Patient behavior change is the key to successful outcomes.
Psychologist Mark Aloia, PhD RES’95 F’96, an associate professor of medicine at National Jewish Health in Denver, is one of a relatively small number of board-certified clinicians working in behavioral sleep medicine. Foremost a clinical researcher, Aloia has one foot in industry, where he has an unusual title: vice president and global lead, behavior change, for the medtech giant Philips.
Aloia credits a rotation in sleep medicine while at Brown with igniting his interest in obstructive sleep apnea (OSA), specifically the problem of poor adherence to the disorder’s primary treatment, CPAP (continuous positive airway pressure) therapy.
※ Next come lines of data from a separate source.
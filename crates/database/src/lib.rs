pub mod db;
pub mod entities;
pub mod services;
use models::seat::Seat;
use sea_orm::entity::prelude::*;
use serde::{Deserialize, Serialize};

#[derive(Clone, Debug, PartialEq, Eq, DeriveEntityModel, Serialize, Deserialize)]
#[sea_orm(table_name = "tickets")]
pub struct Model {
    #[sea_orm(primary_key)]
    pub id: i32,
    #[sea_orm(column_name = "row")]
    pub row_number: i32,
    #[sea_orm(column_name = "seat")]
    pub seat_number: i32,
    pub movie_session_id: i32,
    pub order_id: i32,
}

impl Model {
    pub fn position(&self) -> Seat {
        Seat::new(self.row_number, self.seat_number)
    }
}

#[derive(Copy, Clone, Debug, EnumIter, DeriveRelation)]
pub enum Relation {
    #[sea_orm(
        belongs_to = "super::movie_session::Entity",
        from = "Column::MovieSessionId",
        to = "super::movie_session::Column::Id",
        on_delete = "Cascade"
    )]
    MovieSession,
    #[sea_orm(
        belongs_to = "super::order::Entity",
        from = "Column::OrderId",
        to = "super::order::Column::Id",
        on_delete = "Cascade"
    )]
    Order,
}

impl Related<super::movie_session::Entity> for Entity {
    fn to() -> RelationDef {
        Relation::MovieSession.def()
    }
}

impl Related<super::order::Entity> for Entity {
    fn to() -> RelationDef {
        Relation::Order.def()
    }
}

impl ActiveModelBehavior for ActiveModel {}
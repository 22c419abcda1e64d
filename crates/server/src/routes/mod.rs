pub mod actor;
pub mod auth;
pub mod cinema_hall;
pub mod genre;
pub mod health;
pub mod movie;
pub mod movie_session;
pub mod order;
pub mod root;

use crate::state::AppState;
use axum::{Router, routing::get};

/// Public catalog endpoints
pub fn catalog_routes() -> Router<AppState> {
    Router::new()
        .route("/", get(root::root))
        .route("/health", get(health::health))
        .route("/genres", get(genre::list_genres).post(genre::create_genre))
        .route(
            "/genres/{id}",
            get(genre::get_genre)
                .put(genre::update_genre)
                .patch(genre::patch_genre)
                .delete(genre::delete_genre),
        )
        .route("/actors", get(actor::list_actors).post(actor::create_actor))
        .route(
            "/actors/{id}",
            get(actor::get_actor)
                .put(actor::update_actor)
                .patch(actor::patch_actor)
                .delete(actor::delete_actor),
        )
        .route(
            "/cinema_halls",
            get(cinema_hall::list_cinema_halls).post(cinema_hall::create_cinema_hall),
        )
        .route(
            "/cinema_halls/{id}",
            get(cinema_hall::get_cinema_hall)
                .put(cinema_hall::update_cinema_hall)
                .patch(cinema_hall::patch_cinema_hall)
                .delete(cinema_hall::delete_cinema_hall),
        )
        .route("/movies", get(movie::list_movies).post(movie::create_movie))
        .route(
            "/movies/{id}",
            get(movie::get_movie)
                .put(movie::update_movie)
                .patch(movie::patch_movie)
                .delete(movie::delete_movie),
        )
        .route(
            "/movie_sessions",
            get(movie_session::list_movie_sessions).post(movie_session::create_movie_session),
        )
        .route(
            "/movie_sessions/{id}",
            get(movie_session::get_movie_session)
                .put(movie_session::update_movie_session)
                .patch(movie_session::patch_movie_session)
                .delete(movie_session::delete_movie_session),
        )
}

/// Endpoints acting on behalf of the caller
///
/// Handlers here require a [`CurrentUser`](crate::extractors::CurrentUser) in
/// the request extensions; the caller decides how it gets there.
pub fn account_routes() -> Router<AppState> {
    Router::new()
        .route("/me", get(auth::me))
        .route("/orders", get(order::list_orders).post(order::create_order))
        .route("/orders/{id}", get(order::get_order))
}
use crate::{seat::Seat, validation::FieldErrors};
use serde::Deserialize;

/// Orders are listed ten to a page
pub const ORDER_PAGE_SIZE: u64 = 10;

/// One seat the caller wants to book
#[derive(Debug, Clone, Copy, PartialEq, Eq, Deserialize)]
#[cfg_attr(feature = "openapi", derive(utoipa::ToSchema))]
pub struct TicketRequest {
    /// Movie session id
    pub movie_session: i32,
    pub row: i32,
    pub seat: i32,
}

impl TicketRequest {
    pub fn seat(&self) -> Seat {
        Seat::new(self.row, self.seat)
    }
}

/// Order creation body, accepted either as a bare list of tickets or wrapped
/// in a `tickets` field
#[derive(Debug, Clone, Deserialize)]
#[cfg_attr(feature = "openapi", derive(utoipa::ToSchema))]
#[serde(untagged)]
pub enum OrderRequest {
    Wrapped { tickets: Vec<TicketRequest> },
    Bare(Vec<TicketRequest>),
}

impl OrderRequest {
    pub fn into_tickets(self) -> Vec<TicketRequest> {
        match self {
            Self::Wrapped { tickets } | Self::Bare(tickets) => tickets,
        }
    }
}

/// 1-based page number
#[derive(Debug, Clone, Copy, PartialEq, Eq)]
pub struct PageRequest {
    pub page: u64,
    pub per_page: u64,
}

impl PageRequest {
    pub fn orders(page: Option<u64>) -> Result<Self, FieldErrors> {
        let page = page.unwrap_or(1);
        if page == 0 {
            return Err(FieldErrors::single("page", "Page numbers start at 1."));
        }
        Ok(Self {
            page,
            per_page: ORDER_PAGE_SIZE,
        })
    }

    /// Rows skipped before this page, or `None` if that does not fit in a `u64`
    pub fn offset(&self) -> Option<u64> {
        (self.page - 1).checked_mul(self.per_page)
    }
}

#[cfg(test)]
mod tests {
    use super::*;

    #[test]
    fn test_accepts_both_body_shapes() {
        let bare: OrderRequest =
            serde_json::from_str(r#"[{"movie_session": 1, "row": 2, "seat": 3}]"#).unwrap();
        let wrapped: OrderRequest =
            serde_json::from_str(r#"{"tickets": [{"movie_session": 1, "row": 2, "seat": 3}]}"#)
                .unwrap();

        let expected = vec![TicketRequest {
            movie_session: 1,
            row: 2,
            seat: 3,
        }];
        assert_eq!(bare.into_tickets(), expected);
        assert_eq!(wrapped.into_tickets(), expected);
    }

    #[test]
    fn test_page_request() {
        assert_eq!(PageRequest::orders(None).unwrap().page, 1);
        assert_eq!(PageRequest::orders(Some(3)).unwrap().per_page, 10);
        assert!(PageRequest::orders(Some(0)).is_err());
    }

    #[test]
    fn test_page_offset() {
        assert_eq!(PageRequest::orders(None).unwrap().offset(), Some(0));
        assert_eq!(PageRequest::orders(Some(3)).unwrap().offset(), Some(20));
        assert_eq!(PageRequest::orders(Some(u64::MAX)).unwrap().offset(), None);
        assert_eq!(PageRequest::orders(Some(1 << 62)).unwrap().offset(), None);
    }
}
Adherence to CPAP has historically been in the range of 50 to 60 percent. Aloia developed a “motivational enhancement” methodology, based on principles of motivational interviewing, and demonstrated in clinical trials that this approach boosted adherence.
His success prompted Philips Respironics, which manufactures CPAP devices, to recruit him as a clinical researcher in 2007. Aloia was on board to help the company solve this adherence problem just as it became a business problem: in 2013 Medicare began denying payment for CPAP if patients don’t meet adherence criteria. Aloia helped develop an app, DreamMapper, for Philips, and a recent study of 172,000 patients found that 78 percent of people who used the app were adherent by Medicare’s definition. Aloia notes that the app has 600,000 users; “the 22 percent improvement in adherence represents 120,000 patients who would have lost their devices,” he says.
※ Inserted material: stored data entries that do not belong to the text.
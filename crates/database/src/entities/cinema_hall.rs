use models::seat::HallLayout;
use sea_orm::entity::prelude::*;
use serde::{Deserialize, Serialize};

#[derive(Clone, Debug, PartialEq, Eq, DeriveEntityModel, Serialize, Deserialize)]
#[sea_orm(table_name = "cinema_halls")]
pub struct Model {
    #[sea_orm(primary_key)]
    pub id: i32,
    pub name: String,
    pub rows: i32,
    pub seats_in_row: i32,
}

impl Model {
    pub fn layout(&self) -> HallLayout {
        HallLayout::new(self.rows, self.seats_in_row)
    }

    pub fn capacity(&self) -> i64 {
        self.layout().capacity()
    }
}

#[derive(Copy, Clone, Debug, EnumIter, DeriveRelation)]
pub enum Relation {
    #[sea_orm(has_many = "super::movie_session::Entity")]
    MovieSessions,
}

impl Related<super::movie_session::Entity> for Entity {
    fn to() -> RelationDef {
        Relation::MovieSessions.def()
    }
}

impl ActiveModelBehavior for ActiveModel {}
While Aloia sees himself as a clinical researcher first, with his industry role he’s at the heart of a movement to put technology in the hands of patients to help them achieve their health goals. Too often, these fail to do the job. Lacking a basis in health psychology, apps generally use patient-sourced data to inform and educate them rather than motivating them to change. This doesn’t work for sleep apnea, he says—nor does it work in most other conditions requiring behavior change. Clinicians might make OSA patients aware that, if left untreated, their disease might lead to high blood pressure and heart failure, yet patients still don’t comply. “We, as clinicians, have often thought that if only the patients knew what we know, they would change their behavior,” Aloia says. “That doesn’t work. Even many physicians don’t adhere with their therapies.”
Aloia has codified behavioral psychology tenets into five pillars that can be described by the acronym “PAUSE” (“because software engineers asked me to fit everything that I have learned about behavior change onto one slide,” he jokes). That stands for Personalization, the need for an intervention to have personal relevance; Autonomy, meaning the patients are in control of their own choices; Urgency, the reason why the patient should change the behavior (daytime sleepiness impacting job performance, for example); Social support; and Empowerment, which comes from setting patient-specific, achievable targets along the way to major goals. “A target might be a 10 percent improvement. Reaching that … builds momentum and confidence,” he says.
This methodology might apply equally well to parenting, says Aloia, who has two boys, ages 10 and 13. But, he admits, “I don’t always practice what I preach!”